> What you need to do
In full and without alteration, write out the records.

##### Exercise inputs

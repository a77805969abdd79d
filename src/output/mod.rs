//! Output formatting for planner results.
//!
//! This module handles rendering results for the terminal:
//! - [`report`] - Per-command text and JSON rendering
//! - [`terminal`] - Column and color helpers

mod report;
mod terminal;

pub use report::{
    render_blocks, render_check, render_cidr_info, render_ip_details, render_json, render_plan,
    render_security, render_simulation, render_suffix_ips, render_utilization,
};
pub use terminal::{flag, format_field, overlap_label};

##########

> Answer section
repository a77805969abdd79d
filename src/output/mod.rs
//! Output formatting for planner results.
//!
//! This module handles rendering results for the terminal:
//! - [`report`] - Per-command text and JSON rendering
//! - [`terminal`] - Column and color helpers

mod report;
mod terminal;

pub use report::{
    render_blocks, render_check, render_cidr_info, render_ip_details, render_json, render_plan,
    render_security, render_simulation, render_suffix_ips, render_utilization,
};
pub use terminal::{flag, format_field, overlap_label};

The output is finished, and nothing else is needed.